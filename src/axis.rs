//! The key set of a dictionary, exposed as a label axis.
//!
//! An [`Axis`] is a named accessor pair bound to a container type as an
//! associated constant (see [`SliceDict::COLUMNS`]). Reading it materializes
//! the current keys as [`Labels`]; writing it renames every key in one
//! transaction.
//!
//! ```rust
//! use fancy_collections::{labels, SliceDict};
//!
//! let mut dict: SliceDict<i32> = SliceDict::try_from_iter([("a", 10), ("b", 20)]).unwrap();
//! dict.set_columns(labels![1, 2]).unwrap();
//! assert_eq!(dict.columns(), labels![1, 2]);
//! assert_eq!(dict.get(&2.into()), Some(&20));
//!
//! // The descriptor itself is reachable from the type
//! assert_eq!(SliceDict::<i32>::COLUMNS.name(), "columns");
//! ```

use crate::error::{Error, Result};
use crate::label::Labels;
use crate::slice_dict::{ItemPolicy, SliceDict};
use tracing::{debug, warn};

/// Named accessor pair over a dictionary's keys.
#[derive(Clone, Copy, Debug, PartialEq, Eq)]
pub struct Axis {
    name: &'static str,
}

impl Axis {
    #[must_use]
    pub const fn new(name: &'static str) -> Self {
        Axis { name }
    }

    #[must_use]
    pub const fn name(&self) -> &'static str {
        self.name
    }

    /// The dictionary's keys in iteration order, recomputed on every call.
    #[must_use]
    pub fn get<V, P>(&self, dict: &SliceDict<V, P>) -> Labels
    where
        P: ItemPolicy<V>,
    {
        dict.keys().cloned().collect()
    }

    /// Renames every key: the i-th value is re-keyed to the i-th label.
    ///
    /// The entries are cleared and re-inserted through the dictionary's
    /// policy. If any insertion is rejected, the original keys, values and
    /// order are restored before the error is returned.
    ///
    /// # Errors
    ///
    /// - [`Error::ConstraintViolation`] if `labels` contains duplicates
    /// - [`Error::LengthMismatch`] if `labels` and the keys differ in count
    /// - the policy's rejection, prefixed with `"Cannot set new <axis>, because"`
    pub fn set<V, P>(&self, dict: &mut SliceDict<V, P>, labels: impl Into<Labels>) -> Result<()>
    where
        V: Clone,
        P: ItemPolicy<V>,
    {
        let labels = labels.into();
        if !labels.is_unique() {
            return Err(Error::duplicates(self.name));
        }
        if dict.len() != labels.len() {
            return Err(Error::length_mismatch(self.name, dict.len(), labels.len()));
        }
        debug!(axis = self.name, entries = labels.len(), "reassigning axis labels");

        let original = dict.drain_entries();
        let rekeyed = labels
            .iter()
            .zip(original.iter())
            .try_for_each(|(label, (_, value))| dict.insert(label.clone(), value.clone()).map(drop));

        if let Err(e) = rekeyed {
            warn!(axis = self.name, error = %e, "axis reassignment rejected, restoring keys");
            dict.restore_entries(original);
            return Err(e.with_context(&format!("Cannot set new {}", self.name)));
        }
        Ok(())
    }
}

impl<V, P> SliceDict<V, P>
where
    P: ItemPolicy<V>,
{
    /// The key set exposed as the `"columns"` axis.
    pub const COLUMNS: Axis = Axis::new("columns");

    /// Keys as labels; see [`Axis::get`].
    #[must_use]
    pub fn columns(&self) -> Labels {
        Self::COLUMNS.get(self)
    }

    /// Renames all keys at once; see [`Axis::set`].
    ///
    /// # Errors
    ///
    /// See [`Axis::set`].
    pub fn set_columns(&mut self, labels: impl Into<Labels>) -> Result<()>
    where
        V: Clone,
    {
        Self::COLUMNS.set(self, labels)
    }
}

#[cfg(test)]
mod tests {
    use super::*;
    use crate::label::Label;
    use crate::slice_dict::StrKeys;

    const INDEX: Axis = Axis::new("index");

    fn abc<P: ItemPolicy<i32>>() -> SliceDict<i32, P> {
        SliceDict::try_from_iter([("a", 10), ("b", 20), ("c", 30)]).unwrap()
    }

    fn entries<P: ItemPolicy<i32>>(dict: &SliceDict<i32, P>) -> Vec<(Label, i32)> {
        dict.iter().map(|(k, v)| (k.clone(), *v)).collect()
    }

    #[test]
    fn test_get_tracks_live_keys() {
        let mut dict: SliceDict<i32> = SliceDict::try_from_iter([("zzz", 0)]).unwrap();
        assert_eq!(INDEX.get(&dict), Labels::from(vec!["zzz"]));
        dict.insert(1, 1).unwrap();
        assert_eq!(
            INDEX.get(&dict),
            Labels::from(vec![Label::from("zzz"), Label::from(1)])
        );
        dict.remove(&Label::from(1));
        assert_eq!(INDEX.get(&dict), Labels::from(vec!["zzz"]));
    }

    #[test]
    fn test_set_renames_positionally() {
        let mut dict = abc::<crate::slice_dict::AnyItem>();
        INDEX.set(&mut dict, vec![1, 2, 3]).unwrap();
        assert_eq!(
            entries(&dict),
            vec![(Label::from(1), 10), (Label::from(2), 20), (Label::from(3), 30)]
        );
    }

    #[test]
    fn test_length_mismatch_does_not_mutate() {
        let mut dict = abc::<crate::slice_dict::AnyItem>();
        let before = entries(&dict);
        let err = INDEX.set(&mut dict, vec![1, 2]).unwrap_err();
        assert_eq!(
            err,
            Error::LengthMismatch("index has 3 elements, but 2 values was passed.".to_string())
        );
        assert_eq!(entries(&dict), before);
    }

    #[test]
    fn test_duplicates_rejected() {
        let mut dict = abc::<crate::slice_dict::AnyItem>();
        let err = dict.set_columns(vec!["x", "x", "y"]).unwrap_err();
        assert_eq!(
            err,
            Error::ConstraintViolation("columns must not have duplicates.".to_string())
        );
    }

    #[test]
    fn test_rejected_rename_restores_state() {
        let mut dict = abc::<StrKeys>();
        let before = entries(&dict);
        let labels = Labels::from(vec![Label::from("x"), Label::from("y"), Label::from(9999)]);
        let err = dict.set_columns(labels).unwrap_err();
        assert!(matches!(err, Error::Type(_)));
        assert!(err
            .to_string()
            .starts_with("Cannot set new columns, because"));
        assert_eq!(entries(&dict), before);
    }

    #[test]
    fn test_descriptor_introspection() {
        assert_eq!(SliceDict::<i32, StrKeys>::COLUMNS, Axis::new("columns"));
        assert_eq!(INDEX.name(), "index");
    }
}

══════

TASK TO CARRY OUT:
Could you copy each line above word for word?

WRITTEN SOLUTION:
filename src/axis.rs
//! The key set of a dictionary, exposed as a label axis.
//!
//! An [`Axis`] is a named accessor pair bound to a container type as an
//! associated constant (see [`SliceDict::COLUMNS`]). Reading it materializes
//! the current keys as [`Labels`]; writing it renames every key in one
//! transaction.
//!
//! ```rust
//! use fancy_collections::{labels, SliceDict};
//!
//! let mut dict: SliceDict<i32> = SliceDict::try_from_iter([("a", 10), ("b", 20)]).unwrap();
//! dict.set_columns(labels![1, 2]).unwrap();
//! assert_eq!(dict.columns(), labels![1, 2]);
//! assert_eq!(dict.get(&2.into()), Some(&20));
//!
//! // The descriptor itself is reachable from the type
//! assert_eq!(SliceDict::<i32>::COLUMNS.name(), "columns");
//! ```

use crate::error::{Error, Result};
use crate::label::Labels;
use crate::slice_dict::{ItemPolicy, SliceDict};
use tracing::{debug, warn};

/// Named accessor pair over a dictionary's keys.
#[derive(Clone, Copy, Debug, PartialEq, Eq)]
pub struct Axis {
    name: &'static str,
}

impl Axis {
    #[must_use]
    pub const fn new(name: &'static str) -> Self {
        Axis { name }
    }

    #[must_use]
    pub const fn name(&self) -> &'static str {
        self.name
    }

    /// The dictionary's keys in iteration order, recomputed on every call.
    #[must_use]
    pub fn get<V, P>(&self, dict: &SliceDict<V, P>) -> Labels
    where
        P: ItemPolicy<V>,
    {
        dict.keys().cloned().collect()
    }

    /// Renames every key: the i-th value is re-keyed to the i-th label.
    ///
    /// The entries are cleared and re-inserted through the dictionary's
    /// policy. If any insertion is rejected, the original keys, values and
    /// order are restored before the error is returned.
    ///
    /// # Errors
    ///
    /// - [`Error::ConstraintViolation`] if `labels` contains duplicates
    /// - [`Error::LengthMismatch`] if `labels` and the keys differ in count
    /// - the policy's rejection, prefixed with `"Cannot set new <axis>, because"`
    pub fn set<V, P>(&self, dict: &mut SliceDict<V, P>, labels: impl Into<Labels>) -> Result<()>
    where
        V: Clone,
        P: ItemPolicy<V>,
    {
        let labels = labels.into();
        if !labels.is_unique() {
            return Err(Error::duplicates(self.name));
        }
        if dict.len() != labels.len() {
            return Err(Error::length_mismatch(self.name, dict.len(), labels.len()));
        }
        debug!(axis = self.name, entries = labels.len(), "reassigning axis labels");

        let original = dict.drain_entries();
        let rekeyed = labels
            .iter()
            .zip(original.iter())
            .try_for_each(|(label, (_, value))| dict.insert(label.clone(), value.clone()).map(drop));

        if let Err(e) = rekeyed {
            warn!(axis = self.name, error = %e, "axis reassignment rejected, restoring keys");
            dict.restore_entries(original);
            return Err(e.with_context(&format!("Cannot set new {}", self.name)));
        }
        Ok(())
    }
}

impl<V, P> SliceDict<V, P>
where
    P: ItemPolicy<V>,
{
    /// The key set exposed as the `"columns"` axis.
    pub const COLUMNS: Axis = Axis::new("columns");

    /// Keys as labels; see [`Axis::get`].
    #[must_use]
    pub fn columns(&self) -> Labels {
        Self::COLUMNS.get(self)
    }

    /// Renames all keys at once; see [`Axis::set`].
    ///
    /// # Errors
    ///
    /// See [`Axis::set`].
    pub fn set_columns(&mut self, labels: impl Into<Labels>) -> Result<()>
    where
        V: Clone,
    {
        Self::COLUMNS.set(self, labels)
    }
}

#[cfg(test)]
mod tests {
    use super::*;
    use crate::label::Label;
    use crate::slice_dict::StrKeys;

    const INDEX: Axis = Axis::new("index");

    fn abc<P: ItemPolicy<i32>>() -> SliceDict<i32, P> {
        SliceDict::try_from_iter([("a", 10), ("b", 20), ("c", 30)]).unwrap()
    }

    fn entries<P: ItemPolicy<i32>>(dict: &SliceDict<i32, P>) -> Vec<(Label, i32)> {
        dict.iter().map(|(k, v)| (k.clone(), *v)).collect()
    }

    #[test]
    fn test_get_tracks_live_keys() {
        let mut dict: SliceDict<i32> = SliceDict::try_from_iter([("zzz", 0)]).unwrap();
        assert_eq!(INDEX.get(&dict), Labels::from(vec!["zzz"]));
        dict.insert(1, 1).unwrap();
        assert_eq!(
            INDEX.get(&dict),
            Labels::from(vec![Label::from("zzz"), Label::from(1)])
        );
        dict.remove(&Label::from(1));
        assert_eq!(INDEX.get(&dict), Labels::from(vec!["zzz"]));
    }

    #[test]
    fn test_set_renames_positionally() {
        let mut dict = abc::<crate::slice_dict::AnyItem>();
        INDEX.set(&mut dict, vec![1, 2, 3]).unwrap();
        assert_eq!(
            entries(&dict),
            vec![(Label::from(1), 10), (Label::from(2), 20), (Label::from(3), 30)]
        );
    }

    #[test]
    fn test_length_mismatch_does_not_mutate() {
        let mut dict = abc::<crate::slice_dict::AnyItem>();
        let before = entries(&dict);
        let err = INDEX.set(&mut dict, vec![1, 2]).unwrap_err();
        assert_eq!(
            err,
            Error::LengthMismatch("index has 3 elements, but 2 values was passed.".to_string())
        );
        assert_eq!(entries(&dict), before);
    }

    #[test]
    fn test_duplicates_rejected() {
        let mut dict = abc::<crate::slice_dict::AnyItem>();
        let err = dict.set_columns(vec!["x", "x", "y"]).unwrap_err();
        assert_eq!(
            err,
            Error::ConstraintViolation("columns must not have duplicates.".to_string())
        );
    }

    #[test]
    fn test_rejected_rename_restores_state() {
        let mut dict = abc::<StrKeys>();
        let before = entries(&dict);
        let labels = Labels::from(vec![Label::from("x"), Label::from("y"), Label::from(9999)]);
        let err = dict.set_columns(labels).unwrap_err();
        assert!(matches!(err, Error::Type(_)));
        assert!(err
            .to_string()
            .starts_with("Cannot set new columns, because"));
        assert_eq!(entries(&dict), before);
    }

    #[test]
    fn test_descriptor_introspection() {
        assert_eq!(SliceDict::<i32, StrKeys>::COLUMNS, Axis::new("columns"));
        assert_eq!(INDEX.name(), "index");
    }
}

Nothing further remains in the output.